[Stored data]

=== Begin Enclosure ===

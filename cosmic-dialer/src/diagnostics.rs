//! Command Line and Logging
//!
//! Command-line interface and logging setup for the COSMIC dialer.

use anyhow::{Context, Result};
use clap::{Parser, Subcommand};
use tracing::{info, Level};
use tracing_subscriber::{fmt, EnvFilter};

/// COSMIC dialer command-line interface
#[derive(Parser, Debug)]
#[command(name = "cosmic-dialer")]
#[command(about = "Contact list and simulated calls for COSMIC Desktop", long_about = None)]
#[command(version)]
pub struct Cli {
    /// Set log level (error, warn, info, debug, trace)
    #[arg(short, long, value_name = "LEVEL", default_value = "info")]
    pub log_level: String,

    /// Enable JSON structured logging
    #[arg(long)]
    pub json_logs: bool,

    /// Show timestamps in logs
    #[arg(long)]
    pub timestamps: bool,

    /// Command to run (defaults to `demo`)
    #[command(subcommand)]
    pub command: Option<Command>,
}

#[derive(Subcommand, Debug, Clone, PartialEq, Eq)]
pub enum Command {
    /// List contacts, marking favorites
    Contacts {
        /// Wait for a pull-to-refresh instead of a plain load
        #[arg(long)]
        refresh: bool,
    },

    /// Call a contact by phone number
    Call {
        /// Phone number of a listed contact
        phone: String,

        /// Hang up after this many seconds (waits for Ctrl-C if unset)
        #[arg(long, value_name = "SECS")]
        hang_up_after: Option<u64>,
    },

    /// Walk through the whole flow: list, favorite, theme and a short call
    Demo,

    /// Show current configuration
    DumpConfig,
}

/// Initialize logging based on CLI configuration
pub fn init_logging(cli: &Cli) -> Result<()> {
    let log_level = cli.log_level.parse::<Level>().with_context(|| {
        format!(
            "Invalid log level '{}'. Valid levels: error, warn, info, debug, trace",
            cli.log_level
        )
    })?;

    let filter = EnvFilter::try_from_default_env()
        .or_else(|_| EnvFilter::try_new(log_level.as_str()))
        .context("Failed to create log filter")?;

    let subscriber = fmt()
        .with_env_filter(filter)
        .with_target(false)
        .with_thread_ids(false)
        .with_thread_names(false);

    match (cli.json_logs, cli.timestamps) {
        (true, true) => subscriber.json().init(),
        (true, false) => subscriber.without_time().json().init(),
        (false, true) => subscriber.init(),
        (false, false) => subscriber.without_time().init(),
    }

    info!(
        "Logging initialized: level={}, json={}, timestamps={}",
        log_level, cli.json_logs, cli.timestamps
    );

    Ok(())
}
//! Console Capabilities
//!
//! Desktop stand-ins for the phone services a call session needs. Tones and
//! vibration are reported through the log; navigation tracks the screen stack
//! so the CLI can show where the user would be.

use async_trait::async_trait;
use cosmic_dialer_core::{
    AudioMode, AudioPlayer, NavParams, Navigator, Result, Screen, Track, Vibrator,
};
use std::sync::RwLock;
use std::time::Duration;
use tracing::{debug, info};

/// Audio player that simulates tone playback with a startup latency
pub struct SimulatedAudioPlayer {
    ringback_latency: Duration,
}

impl SimulatedAudioPlayer {
    pub fn new(ringback_latency: Duration) -> Self {
        Self { ringback_latency }
    }
}

#[async_trait]
impl AudioPlayer for SimulatedAudioPlayer {
    fn supports_native_playback(&self) -> bool {
        true
    }

    async fn prepare(&self, mode: AudioMode) -> Result<()> {
        debug!(
            "Audio mode: background={}, silent_mode={}, earpiece={}",
            mode.stays_active_in_background, mode.plays_in_silent_mode, mode.play_through_earpiece
        );
        Ok(())
    }

    async fn play(&self, track: Track) -> Result<()> {
        if track == Track::Ringtone {
            tokio::time::sleep(self.ringback_latency).await;
        }
        info!("Playing {}", track.as_str());
        Ok(())
    }

    async fn stop(&self, track: Track) -> Result<()> {
        debug!("Stopped {}", track.as_str());
        Ok(())
    }
}

/// Vibrator that logs the requested pattern
#[derive(Debug, Default)]
pub struct ConsoleVibrator;

impl Vibrator for ConsoleVibrator {
    fn vibrate(&self, pattern: &[Duration]) {
        let total: Duration = pattern.iter().sum();
        info!("Vibrating ({} pulses, {:?})", pattern.len(), total);
    }
}

/// Navigator that keeps the screen stack in memory
pub struct ConsoleNavigator {
    stack: RwLock<Vec<Screen>>,
}

impl ConsoleNavigator {
    pub fn new() -> Self {
        Self {
            stack: RwLock::new(vec![Screen::Contacts]),
        }
    }

    /// Screen currently on top of the stack
    pub fn current(&self) -> Screen {
        self.stack
            .read()
            .unwrap_or_else(|poisoned| poisoned.into_inner())
            .last()
            .copied()
            .unwrap_or(Screen::Contacts)
    }

    /// Number of screens on the stack
    pub fn depth(&self) -> usize {
        self.stack
            .read()
            .unwrap_or_else(|poisoned| poisoned.into_inner())
            .len()
    }
}

impl Default for ConsoleNavigator {
    fn default() -> Self {
        Self::new()
    }
}

impl Navigator for ConsoleNavigator {
    fn pop_to_root(&self) {
        let mut stack = self
            .stack
            .write()
            .unwrap_or_else(|poisoned| poisoned.into_inner());
        stack.truncate(1);
    }

    fn navigate_to(&self, screen: Screen, params: NavParams) {
        match &params {
            NavParams::Call(call) => info!("-> {} ({})", screen.as_str(), call.callee_name),
            NavParams::Profile(contact) => {
                info!("-> {} ({})", screen.as_str(), contact.display_name())
            }
            NavParams::None => info!("-> {}", screen.as_str()),
        }

        let mut stack = self
            .stack
            .write()
            .unwrap_or_else(|poisoned| poisoned.into_inner());
        // The root screen is never stacked twice
        if stack.len() == 1 && stack[0] == screen {
            return;
        }
        stack.push(screen);
    }
}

=== End Enclosure ===

**About this task:** The records above should be restated exactly, line for line.

**Written answer:**
filename cosmic-dialer/src/diagnostics.rs
//! Command Line and Logging
//!
//! Command-line interface and logging setup for the COSMIC dialer.

use anyhow::{Context, Result};
use clap::{Parser, Subcommand};
use tracing::{info, Level};
use tracing_subscriber::{fmt, EnvFilter};

/// COSMIC dialer command-line interface
#[derive(Parser, Debug)]
#[command(name = "cosmic-dialer")]
#[command(about = "Contact list and simulated calls for COSMIC Desktop", long_about = None)]
#[command(version)]
pub struct Cli {
    /// Set log level (error, warn, info, debug, trace)
    #[arg(short, long, value_name = "LEVEL", default_value = "info")]
    pub log_level: String,

    /// Enable JSON structured logging
    #[arg(long)]
    pub json_logs: bool,

    /// Show timestamps in logs
    #[arg(long)]
    pub timestamps: bool,

    /// Command to run (defaults to `demo`)
    #[command(subcommand)]
    pub command: Option<Command>,
}

#[derive(Subcommand, Debug, Clone, PartialEq, Eq)]
pub enum Command {
    /// List contacts, marking favorites
    Contacts {
        /// Wait for a pull-to-refresh instead of a plain load
        #[arg(long)]
        refresh: bool,
    },

    /// Call a contact by phone number
    Call {
        /// Phone number of a listed contact
        phone: String,

        /// Hang up after this many seconds (waits for Ctrl-C if unset)
        #[arg(long, value_name = "SECS")]
        hang_up_after: Option<u64>,
    },

    /// Walk through the whole flow: list, favorite, theme and a short call
    Demo,

    /// Show current configuration
    DumpConfig,
}

/// Initialize logging based on CLI configuration
pub fn init_logging(cli: &Cli) -> Result<()> {
    let log_level = cli.log_level.parse::<Level>().with_context(|| {
        format!(
            "Invalid log level '{}'. Valid levels: error, warn, info, debug, trace",
            cli.log_level
        )
    })?;

    let filter = EnvFilter::try_from_default_env()
        .or_else(|_| EnvFilter::try_new(log_level.as_str()))
        .context("Failed to create log filter")?;

    let subscriber = fmt()
        .with_env_filter(filter)
        .with_target(false)
        .with_thread_ids(false)
        .with_thread_names(false);

    match (cli.json_logs, cli.timestamps) {
        (true, true) => subscriber.json().init(),
        (true, false) => subscriber.without_time().json().init(),
        (false, true) => subscriber.init(),
        (false, false) => subscriber.without_time().init(),
    }

    info!(
        "Logging initialized: level={}, json={}, timestamps={}",
        log_level, cli.json_logs, cli.timestamps
    );

    Ok(())
}
//! Console Capabilities
//!
//! Desktop stand-ins for the phone services a call session needs. Tones and
//! vibration are reported through the log; navigation tracks the screen stack
//! so the CLI can show where the user would be.

use async_trait::async_trait;
use cosmic_dialer_core::{
    AudioMode, AudioPlayer, NavParams, Navigator, Result, Screen, Track, Vibrator,
};
use std::sync::RwLock;
use std::time::Duration;
use tracing::{debug, info};

/// Audio player that simulates tone playback with a startup latency
pub struct SimulatedAudioPlayer {
    ringback_latency: Duration,
}

impl SimulatedAudioPlayer {
    pub fn new(ringback_latency: Duration) -> Self {
        Self { ringback_latency }
    }
}

#[async_trait]
impl AudioPlayer for SimulatedAudioPlayer {
    fn supports_native_playback(&self) -> bool {
        true
    }

    async fn prepare(&self, mode: AudioMode) -> Result<()> {
        debug!(
            "Audio mode: background={}, silent_mode={}, earpiece={}",
            mode.stays_active_in_background, mode.plays_in_silent_mode, mode.play_through_earpiece
        );
        Ok(())
    }

    async fn play(&self, track: Track) -> Result<()> {
        if track == Track::Ringtone {
            tokio::time::sleep(self.ringback_latency).await;
        }
        info!("Playing {}", track.as_str());
        Ok(())
    }

    async fn stop(&self, track: Track) -> Result<()> {
        debug!("Stopped {}", track.as_str());
        Ok(())
    }
}

/// Vibrator that logs the requested pattern
#[derive(Debug, Default)]
pub struct ConsoleVibrator;

impl Vibrator for ConsoleVibrator {
    fn vibrate(&self, pattern: &[Duration]) {
        let total: Duration = pattern.iter().sum();
        info!("Vibrating ({} pulses, {:?})", pattern.len(), total);
    }
}

/// Navigator that keeps the screen stack in memory
pub struct ConsoleNavigator {
    stack: RwLock<Vec<Screen>>,
}

impl ConsoleNavigator {
    pub fn new() -> Self {
        Self {
            stack: RwLock::new(vec![Screen::Contacts]),
        }
    }

    /// Screen currently on top of the stack
    pub fn current(&self) -> Screen {
        self.stack
            .read()
            .unwrap_or_else(|poisoned| poisoned.into_inner())
            .last()
            .copied()
            .unwrap_or(Screen::Contacts)
    }

    /// Number of screens on the stack
    pub fn depth(&self) -> usize {
        self.stack
            .read()
            .unwrap_or_else(|poisoned| poisoned.into_inner())
            .len()
    }
}

impl Default for ConsoleNavigator {
    fn default() -> Self {
        Self::new()
    }
}

impl Navigator for ConsoleNavigator {
    fn pop_to_root(&self) {
        let mut stack = self
            .stack
            .write()
            .unwrap_or_else(|poisoned| poisoned.into_inner());
        stack.truncate(1);
    }

    fn navigate_to(&self, screen: Screen, params: NavParams) {
        match &params {
            NavParams::Call(call) => info!("-> {} ({})", screen.as_str(), call.callee_name),
            NavParams::Profile(contact) => {
                info!("-> {} ({})", screen.as_str(), contact.display_name())
            }
            NavParams::None => info!("-> {}", screen.as_str()),
        }

        let mut stack = self
            .stack
            .write()
            .unwrap_or_else(|poisoned| poisoned.into_inner());
        // The root screen is never stacked twice
        if stack.len() == 1 && stack[0] == screen {
            return;
        }
        stack.push(screen);
    }
}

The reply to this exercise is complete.